(Stored items)
+===+

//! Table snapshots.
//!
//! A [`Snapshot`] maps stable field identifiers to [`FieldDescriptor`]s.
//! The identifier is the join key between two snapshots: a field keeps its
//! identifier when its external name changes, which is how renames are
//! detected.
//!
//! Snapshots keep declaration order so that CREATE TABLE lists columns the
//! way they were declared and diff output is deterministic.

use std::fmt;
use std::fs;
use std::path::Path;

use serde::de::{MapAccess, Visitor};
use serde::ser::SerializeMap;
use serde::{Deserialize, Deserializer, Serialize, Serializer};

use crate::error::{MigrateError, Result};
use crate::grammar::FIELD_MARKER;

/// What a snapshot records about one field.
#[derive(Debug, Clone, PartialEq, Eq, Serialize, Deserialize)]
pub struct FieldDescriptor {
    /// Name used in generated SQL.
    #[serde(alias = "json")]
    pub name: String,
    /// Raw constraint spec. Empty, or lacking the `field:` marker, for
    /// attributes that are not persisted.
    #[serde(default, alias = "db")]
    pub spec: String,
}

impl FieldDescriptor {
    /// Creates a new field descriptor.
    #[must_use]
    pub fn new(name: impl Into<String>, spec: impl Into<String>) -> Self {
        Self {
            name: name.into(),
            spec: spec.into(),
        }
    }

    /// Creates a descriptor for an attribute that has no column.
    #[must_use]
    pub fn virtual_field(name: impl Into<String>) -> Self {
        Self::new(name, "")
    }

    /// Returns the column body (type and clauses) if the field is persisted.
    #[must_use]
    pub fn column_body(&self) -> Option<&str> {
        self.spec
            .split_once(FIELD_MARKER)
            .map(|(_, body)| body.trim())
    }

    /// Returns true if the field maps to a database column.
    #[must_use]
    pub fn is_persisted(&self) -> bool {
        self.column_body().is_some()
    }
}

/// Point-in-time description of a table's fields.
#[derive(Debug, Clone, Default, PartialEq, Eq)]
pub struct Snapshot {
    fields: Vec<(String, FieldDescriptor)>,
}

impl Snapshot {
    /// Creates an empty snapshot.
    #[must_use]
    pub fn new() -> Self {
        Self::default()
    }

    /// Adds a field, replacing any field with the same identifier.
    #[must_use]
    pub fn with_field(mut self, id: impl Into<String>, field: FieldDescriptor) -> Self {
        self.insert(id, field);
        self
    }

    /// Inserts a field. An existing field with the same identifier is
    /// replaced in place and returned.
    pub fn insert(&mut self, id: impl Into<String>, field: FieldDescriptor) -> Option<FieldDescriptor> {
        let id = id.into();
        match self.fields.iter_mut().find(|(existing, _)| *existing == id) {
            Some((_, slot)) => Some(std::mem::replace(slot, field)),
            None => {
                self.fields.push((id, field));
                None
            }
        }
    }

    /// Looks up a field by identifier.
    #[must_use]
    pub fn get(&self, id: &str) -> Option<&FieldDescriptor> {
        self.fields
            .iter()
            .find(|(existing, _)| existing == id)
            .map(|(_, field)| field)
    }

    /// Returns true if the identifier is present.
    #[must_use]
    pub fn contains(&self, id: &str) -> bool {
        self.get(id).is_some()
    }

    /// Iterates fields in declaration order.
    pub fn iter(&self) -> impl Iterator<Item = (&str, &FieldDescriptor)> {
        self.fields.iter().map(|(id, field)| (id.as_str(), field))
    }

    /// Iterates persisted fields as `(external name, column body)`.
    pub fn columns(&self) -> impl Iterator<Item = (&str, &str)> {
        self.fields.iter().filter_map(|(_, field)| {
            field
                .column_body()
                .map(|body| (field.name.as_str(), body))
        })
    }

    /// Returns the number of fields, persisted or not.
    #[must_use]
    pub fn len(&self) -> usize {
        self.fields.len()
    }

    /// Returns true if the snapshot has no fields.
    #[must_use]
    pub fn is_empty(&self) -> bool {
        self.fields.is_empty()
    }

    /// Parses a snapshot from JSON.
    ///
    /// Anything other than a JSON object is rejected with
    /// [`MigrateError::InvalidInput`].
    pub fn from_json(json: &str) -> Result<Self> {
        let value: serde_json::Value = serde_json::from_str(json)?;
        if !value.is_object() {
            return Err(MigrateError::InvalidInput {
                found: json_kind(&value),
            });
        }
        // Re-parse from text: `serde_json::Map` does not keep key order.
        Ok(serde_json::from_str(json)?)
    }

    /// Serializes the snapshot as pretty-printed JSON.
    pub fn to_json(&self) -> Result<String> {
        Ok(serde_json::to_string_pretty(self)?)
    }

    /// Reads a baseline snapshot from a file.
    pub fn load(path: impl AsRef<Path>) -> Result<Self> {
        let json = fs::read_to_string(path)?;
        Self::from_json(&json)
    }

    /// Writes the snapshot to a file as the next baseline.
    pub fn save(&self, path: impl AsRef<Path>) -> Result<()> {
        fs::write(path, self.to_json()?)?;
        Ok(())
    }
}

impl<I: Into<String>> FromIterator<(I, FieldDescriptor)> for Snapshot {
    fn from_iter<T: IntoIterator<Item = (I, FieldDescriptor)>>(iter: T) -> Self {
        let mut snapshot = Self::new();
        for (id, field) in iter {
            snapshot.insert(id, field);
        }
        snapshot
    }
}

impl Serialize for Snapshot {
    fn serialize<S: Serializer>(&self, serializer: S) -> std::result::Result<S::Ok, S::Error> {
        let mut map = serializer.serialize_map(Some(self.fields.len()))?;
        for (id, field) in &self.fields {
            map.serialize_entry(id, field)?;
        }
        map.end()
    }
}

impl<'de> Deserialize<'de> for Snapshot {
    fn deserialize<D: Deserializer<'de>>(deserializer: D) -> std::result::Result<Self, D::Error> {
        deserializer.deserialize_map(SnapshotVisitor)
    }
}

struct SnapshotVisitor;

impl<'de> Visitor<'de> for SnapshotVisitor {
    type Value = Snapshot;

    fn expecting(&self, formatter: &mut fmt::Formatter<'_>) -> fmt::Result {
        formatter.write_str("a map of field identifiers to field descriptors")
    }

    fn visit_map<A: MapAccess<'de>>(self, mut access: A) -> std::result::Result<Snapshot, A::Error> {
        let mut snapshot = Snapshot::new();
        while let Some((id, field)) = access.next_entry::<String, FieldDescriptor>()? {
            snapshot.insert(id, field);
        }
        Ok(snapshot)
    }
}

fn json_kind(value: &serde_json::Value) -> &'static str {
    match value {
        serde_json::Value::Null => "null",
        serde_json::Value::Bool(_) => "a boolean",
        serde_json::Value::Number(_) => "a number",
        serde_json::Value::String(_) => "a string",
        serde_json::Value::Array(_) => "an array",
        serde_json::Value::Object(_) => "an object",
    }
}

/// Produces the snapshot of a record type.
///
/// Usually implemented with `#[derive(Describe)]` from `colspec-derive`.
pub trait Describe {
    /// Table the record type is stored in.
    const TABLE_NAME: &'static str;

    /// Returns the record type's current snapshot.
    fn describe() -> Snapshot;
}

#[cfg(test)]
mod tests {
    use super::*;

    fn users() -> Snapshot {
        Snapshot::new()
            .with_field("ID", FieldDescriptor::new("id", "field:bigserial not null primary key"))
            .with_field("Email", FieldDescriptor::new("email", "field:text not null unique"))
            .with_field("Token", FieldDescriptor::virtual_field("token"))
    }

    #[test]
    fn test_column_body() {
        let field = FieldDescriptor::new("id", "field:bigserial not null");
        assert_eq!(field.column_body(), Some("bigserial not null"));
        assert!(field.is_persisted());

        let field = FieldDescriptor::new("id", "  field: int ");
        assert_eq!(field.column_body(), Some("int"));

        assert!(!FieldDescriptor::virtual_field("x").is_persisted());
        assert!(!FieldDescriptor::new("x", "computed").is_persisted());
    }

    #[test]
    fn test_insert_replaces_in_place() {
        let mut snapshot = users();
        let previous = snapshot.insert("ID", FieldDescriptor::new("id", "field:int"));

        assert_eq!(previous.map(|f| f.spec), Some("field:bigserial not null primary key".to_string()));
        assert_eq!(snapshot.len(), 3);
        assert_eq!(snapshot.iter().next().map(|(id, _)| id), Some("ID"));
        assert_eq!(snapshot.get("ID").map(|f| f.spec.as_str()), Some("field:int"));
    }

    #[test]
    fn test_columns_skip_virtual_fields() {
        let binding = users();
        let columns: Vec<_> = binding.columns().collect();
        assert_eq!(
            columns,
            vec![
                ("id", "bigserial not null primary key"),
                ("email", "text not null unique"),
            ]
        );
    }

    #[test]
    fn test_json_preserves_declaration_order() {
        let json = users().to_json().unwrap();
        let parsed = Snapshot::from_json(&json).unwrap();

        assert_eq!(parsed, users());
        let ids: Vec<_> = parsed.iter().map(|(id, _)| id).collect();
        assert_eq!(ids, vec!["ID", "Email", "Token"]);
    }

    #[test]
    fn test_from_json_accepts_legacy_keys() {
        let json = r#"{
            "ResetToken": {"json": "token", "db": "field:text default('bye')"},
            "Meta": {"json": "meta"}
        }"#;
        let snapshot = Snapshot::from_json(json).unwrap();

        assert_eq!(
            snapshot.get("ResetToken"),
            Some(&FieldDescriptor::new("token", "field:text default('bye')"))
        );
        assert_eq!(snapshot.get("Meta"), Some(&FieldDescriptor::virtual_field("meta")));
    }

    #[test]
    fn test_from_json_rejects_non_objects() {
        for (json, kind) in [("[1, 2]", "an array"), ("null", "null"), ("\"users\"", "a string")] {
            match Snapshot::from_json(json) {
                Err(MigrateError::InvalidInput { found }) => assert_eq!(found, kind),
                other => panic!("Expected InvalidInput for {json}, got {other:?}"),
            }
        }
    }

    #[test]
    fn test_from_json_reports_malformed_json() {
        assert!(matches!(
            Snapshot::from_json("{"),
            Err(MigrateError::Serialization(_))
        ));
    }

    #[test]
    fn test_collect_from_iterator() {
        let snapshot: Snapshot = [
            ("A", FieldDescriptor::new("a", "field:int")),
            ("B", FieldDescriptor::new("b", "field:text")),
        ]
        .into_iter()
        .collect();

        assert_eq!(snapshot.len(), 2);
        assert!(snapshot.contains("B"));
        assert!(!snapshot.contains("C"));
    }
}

+===+

What you need to do: Answer with a number only: how many lines above include the word "that"?

Final answer: 3